Items from a data source
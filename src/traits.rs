//! Common traits for persistent heap data structures
//!
//! This module provides the two-tier trait hierarchy every heap in the crate is
//! built on:
//!
//! - [`MergeStrategy`]: the tree-shape capability. A strategy knows how to
//!   build a singleton, merge two valid shapes into one and peel off the
//!   minimum. Leftist, weight-biased and binomial trees each implement it.
//! - [`PersistentHeap`]: the uniform heap surface (`empty`, `insert`, `merge`,
//!   `find_min`, `delete_min`, `of_list`, ...). The generic
//!   [`Heap`](crate::facade::Heap) façade implements it on top of any
//!   strategy, and [`ExplicitMin`](crate::explicit_min::ExplicitMin) wraps any
//!   implementor to cache the minimum.
//!
//! All operations take `&self` and return a new value; the receiver is never
//! modified. Values share structure, so cloning a heap is O(1).

use std::fmt;

use crate::iter::Sorted;

/// Error type for heap operations
///
/// Accessing the minimum of an empty heap is the only recoverable failure in
/// the crate. Structural precondition violations (such as linking binomial
/// trees of different rank) are programming errors and panic instead.
#[derive(Debug, Clone, Copy, PartialEq, Eq)]
pub enum HeapError {
    /// `find_min`/`delete_min` was called on an empty heap
    EmptyHeap,
}

impl fmt::Display for HeapError {
    fn fmt(&self, f: &mut fmt::Formatter<'_>) -> fmt::Result {
        match self {
            HeapError::EmptyHeap => write!(f, "heap is empty: no minimum element"),
        }
    }
}

impl std::error::Error for HeapError {}

/// Tree-shape capability consumed by the generic heap façade
///
/// Implementors are immutable, persistent tree shapes. `merge` must return a
/// shape satisfying the strategy's structural invariant whenever both inputs
/// do, and `remove_min` must keep every remaining element.
///
/// The trait holds only what the façade consumes. Node construction and
/// structural accessors differ in shape between strategies and stay inherent
/// on each one:
///
/// - [`LeftistTree`](crate::leftist::LeftistTree): `make`, `rank`, `root`,
///   `left`, `right`
/// - [`WeightBiasedTree`](crate::weight_biased::WeightBiasedTree): `make`,
///   `weight`, `root`, `left`, `right`
/// - [`BinomialForest`](crate::binomial::BinomialForest): `insert_tree` and
///   `trees`, with [`BinomialTree`](crate::binomial::BinomialTree) providing
///   `link`, `rank`, `root` and `children`
///
/// The shared root accessor is [`min_elem`](Self::min_elem).
pub trait MergeStrategy: Clone {
    /// Element type, ordered by `Ord`
    type Elem: Ord + Clone;

    /// The canonical empty shape
    fn empty() -> Self;

    /// Returns true if the shape holds no elements
    fn is_empty(&self) -> bool;

    /// A one-element shape
    fn singleton(x: Self::Elem) -> Self;

    /// Adds one element
    ///
    /// Defaults to merging with a singleton; strategies with a cheaper
    /// dedicated insertion path override it with an equivalent result.
    fn insert(&self, x: Self::Elem) -> Self {
        Self::singleton(x).merge(self)
    }

    /// Merges two shapes into one holding the elements of both
    fn merge(&self, other: &Self) -> Self;

    /// Returns the minimum element, or `None` when empty
    fn min_elem(&self) -> Option<&Self::Elem>;

    /// Returns the shape without its minimum element, or `None` when empty
    fn remove_min(&self) -> Option<Self>;

    /// Checks the strategy's structural invariant over the whole shape
    fn verify_invariants(&self) -> bool;
}

/// Uniform interface for persistent min-heaps
///
/// # Example
///
/// ```rust
/// use persistent_heaps::{LeftistHeap, PersistentHeap};
///
/// let heap = LeftistHeap::of_list([3, 1, 2]);
/// let smaller = heap.delete_min().unwrap();
///
/// assert_eq!(heap.find_min(), Ok(&1));
/// assert_eq!(smaller.find_min(), Ok(&2));
/// assert_eq!(heap.into_sorted_vec(), vec![1, 2, 3]);
/// ```
pub trait PersistentHeap: Clone + Sized {
    /// Element type, ordered by `Ord`
    type Elem: Ord + Clone;

    /// Creates a new empty heap
    fn empty() -> Self;

    /// Returns true if the heap is empty
    fn is_empty(&self) -> bool;

    /// Returns the number of elements in the heap
    fn len(&self) -> usize;

    /// Returns a heap holding `x` in addition to every element of `self`
    ///
    /// # Time Complexity
    /// O(log n) worst-case for every strategy in this crate.
    fn insert(&self, x: Self::Elem) -> Self;

    /// Returns a heap holding the elements of both heaps
    ///
    /// # Time Complexity
    /// O(log n) worst-case.
    fn merge(&self, other: &Self) -> Self;

    /// Returns the minimum element
    ///
    /// # Errors
    /// Returns [`HeapError::EmptyHeap`] if the heap is empty.
    fn find_min(&self) -> Result<&Self::Elem, HeapError>;

    /// Returns the heap without its minimum element
    ///
    /// # Errors
    /// Returns [`HeapError::EmptyHeap`] if the heap is empty.
    fn delete_min(&self) -> Result<Self, HeapError>;

    /// Checks the heap's structural invariants over the whole structure
    fn verify_invariants(&self) -> bool;

    /// Builds a heap from a bulk tournament of pairwise merges
    ///
    /// # Time Complexity
    /// O(n): each round halves the number of trees.
    fn of_list_tournament<I: IntoIterator<Item = Self::Elem>>(items: I) -> Self;

    /// Builds a heap by inserting each element left to right
    ///
    /// # Time Complexity
    /// O(n log n).
    fn of_list<I: IntoIterator<Item = Self::Elem>>(items: I) -> Self {
        items
            .into_iter()
            .fold(Self::empty(), |heap, x| heap.insert(x))
    }

    /// Returns the minimum element together with the heap without it
    ///
    /// # Errors
    /// Returns [`HeapError::EmptyHeap`] if the heap is empty.
    fn pop_min(&self) -> Result<(Self::Elem, Self), HeapError> {
        let min = self.find_min()?.clone();
        Ok((min, self.delete_min()?))
    }

    /// Inserts an element, replacing `self` with the new heap
    fn push(&mut self, x: Self::Elem) {
        *self = self.insert(x);
    }

    /// Removes and returns the minimum, replacing `self` with the rest
    fn pop(&mut self) -> Option<Self::Elem> {
        let (min, rest) = self.pop_min().ok()?;
        *self = rest;
        Some(min)
    }

    /// Iterates over the elements in ascending order without consuming `self`
    fn sorted(&self) -> Sorted<Self> {
        Sorted::new(self.clone())
    }

    /// Decodes the heap into an ascending vector
    fn into_sorted_vec(self) -> Vec<Self::Elem> {
        Sorted::new(self).collect()
    }
}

Exercise description
Each entry is to be output exactly as it was written.

Exercise solution
filename src/traits.rs
//! Common traits for persistent heap data structures
//!
//! This module provides the two-tier trait hierarchy every heap in the crate is
//! built on:
//!
//! - [`MergeStrategy`]: the tree-shape capability. A strategy knows how to
//!   build a singleton, merge two valid shapes into one and peel off the
//!   minimum. Leftist, weight-biased and binomial trees each implement it.
//! - [`PersistentHeap`]: the uniform heap surface (`empty`, `insert`, `merge`,
//!   `find_min`, `delete_min`, `of_list`, ...). The generic
//!   [`Heap`](crate::facade::Heap) façade implements it on top of any
//!   strategy, and [`ExplicitMin`](crate::explicit_min::ExplicitMin) wraps any
//!   implementor to cache the minimum.
//!
//! All operations take `&self` and return a new value; the receiver is never
//! modified. Values share structure, so cloning a heap is O(1).

use std::fmt;

use crate::iter::Sorted;

/// Error type for heap operations
///
/// Accessing the minimum of an empty heap is the only recoverable failure in
/// the crate. Structural precondition violations (such as linking binomial
/// trees of different rank) are programming errors and panic instead.
#[derive(Debug, Clone, Copy, PartialEq, Eq)]
pub enum HeapError {
    /// `find_min`/`delete_min` was called on an empty heap
    EmptyHeap,
}

impl fmt::Display for HeapError {
    fn fmt(&self, f: &mut fmt::Formatter<'_>) -> fmt::Result {
        match self {
            HeapError::EmptyHeap => write!(f, "heap is empty: no minimum element"),
        }
    }
}

impl std::error::Error for HeapError {}

/// Tree-shape capability consumed by the generic heap façade
///
/// Implementors are immutable, persistent tree shapes. `merge` must return a
/// shape satisfying the strategy's structural invariant whenever both inputs
/// do, and `remove_min` must keep every remaining element.
///
/// The trait holds only what the façade consumes. Node construction and
/// structural accessors differ in shape between strategies and stay inherent
/// on each one:
///
/// - [`LeftistTree`](crate::leftist::LeftistTree): `make`, `rank`, `root`,
///   `left`, `right`
/// - [`WeightBiasedTree`](crate::weight_biased::WeightBiasedTree): `make`,
///   `weight`, `root`, `left`, `right`
/// - [`BinomialForest`](crate::binomial::BinomialForest): `insert_tree` and
///   `trees`, with [`BinomialTree`](crate::binomial::BinomialTree) providing
///   `link`, `rank`, `root` and `children`
///
/// The shared root accessor is [`min_elem`](Self::min_elem).
pub trait MergeStrategy: Clone {
    /// Element type, ordered by `Ord`
    type Elem: Ord + Clone;

    /// The canonical empty shape
    fn empty() -> Self;

    /// Returns true if the shape holds no elements
    fn is_empty(&self) -> bool;

    /// A one-element shape
    fn singleton(x: Self::Elem) -> Self;

    /// Adds one element
    ///
    /// Defaults to merging with a singleton; strategies with a cheaper
    /// dedicated insertion path override it with an equivalent result.
    fn insert(&self, x: Self::Elem) -> Self {
        Self::singleton(x).merge(self)
    }

    /// Merges two shapes into one holding the elements of both
    fn merge(&self, other: &Self) -> Self;

    /// Returns the minimum element, or `None` when empty
    fn min_elem(&self) -> Option<&Self::Elem>;

    /// Returns the shape without its minimum element, or `None` when empty
    fn remove_min(&self) -> Option<Self>;

    /// Checks the strategy's structural invariant over the whole shape
    fn verify_invariants(&self) -> bool;
}

/// Uniform interface for persistent min-heaps
///
/// # Example
///
/// ```rust
/// use persistent_heaps::{LeftistHeap, PersistentHeap};
///
/// let heap = LeftistHeap::of_list([3, 1, 2]);
/// let smaller = heap.delete_min().unwrap();
///
/// assert_eq!(heap.find_min(), Ok(&1));
/// assert_eq!(smaller.find_min(), Ok(&2));
/// assert_eq!(heap.into_sorted_vec(), vec![1, 2, 3]);
/// ```
pub trait PersistentHeap: Clone + Sized {
    /// Element type, ordered by `Ord`
    type Elem: Ord + Clone;

    /// Creates a new empty heap
    fn empty() -> Self;

    /// Returns true if the heap is empty
    fn is_empty(&self) -> bool;

    /// Returns the number of elements in the heap
    fn len(&self) -> usize;

    /// Returns a heap holding `x` in addition to every element of `self`
    ///
    /// # Time Complexity
    /// O(log n) worst-case for every strategy in this crate.
    fn insert(&self, x: Self::Elem) -> Self;

    /// Returns a heap holding the elements of both heaps
    ///
    /// # Time Complexity
    /// O(log n) worst-case.
    fn merge(&self, other: &Self) -> Self;

    /// Returns the minimum element
    ///
    /// # Errors
    /// Returns [`HeapError::EmptyHeap`] if the heap is empty.
    fn find_min(&self) -> Result<&Self::Elem, HeapError>;

    /// Returns the heap without its minimum element
    ///
    /// # Errors
    /// Returns [`HeapError::EmptyHeap`] if the heap is empty.
    fn delete_min(&self) -> Result<Self, HeapError>;

    /// Checks the heap's structural invariants over the whole structure
    fn verify_invariants(&self) -> bool;

    /// Builds a heap from a bulk tournament of pairwise merges
    ///
    /// # Time Complexity
    /// O(n): each round halves the number of trees.
    fn of_list_tournament<I: IntoIterator<Item = Self::Elem>>(items: I) -> Self;

    /// Builds a heap by inserting each element left to right
    ///
    /// # Time Complexity
    /// O(n log n).
    fn of_list<I: IntoIterator<Item = Self::Elem>>(items: I) -> Self {
        items
            .into_iter()
            .fold(Self::empty(), |heap, x| heap.insert(x))
    }

    /// Returns the minimum element together with the heap without it
    ///
    /// # Errors
    /// Returns [`HeapError::EmptyHeap`] if the heap is empty.
    fn pop_min(&self) -> Result<(Self::Elem, Self), HeapError> {
        let min = self.find_min()?.clone();
        Ok((min, self.delete_min()?))
    }

    /// Inserts an element, replacing `self` with the new heap
    fn push(&mut self, x: Self::Elem) {
        *self = self.insert(x);
    }

    /// Removes and returns the minimum, replacing `self` with the rest
    fn pop(&mut self) -> Option<Self::Elem> {
        let (min, rest) = self.pop_min().ok()?;
        *self = rest;
        Some(min)
    }

    /// Iterates over the elements in ascending order without consuming `self`
    fn sorted(&self) -> Sorted<Self> {
        Sorted::new(self.clone())
    }

    /// Decodes the heap into an ascending vector
    fn into_sorted_vec(self) -> Vec<Self::Elem> {
        Sorted::new(self).collect()
    }
}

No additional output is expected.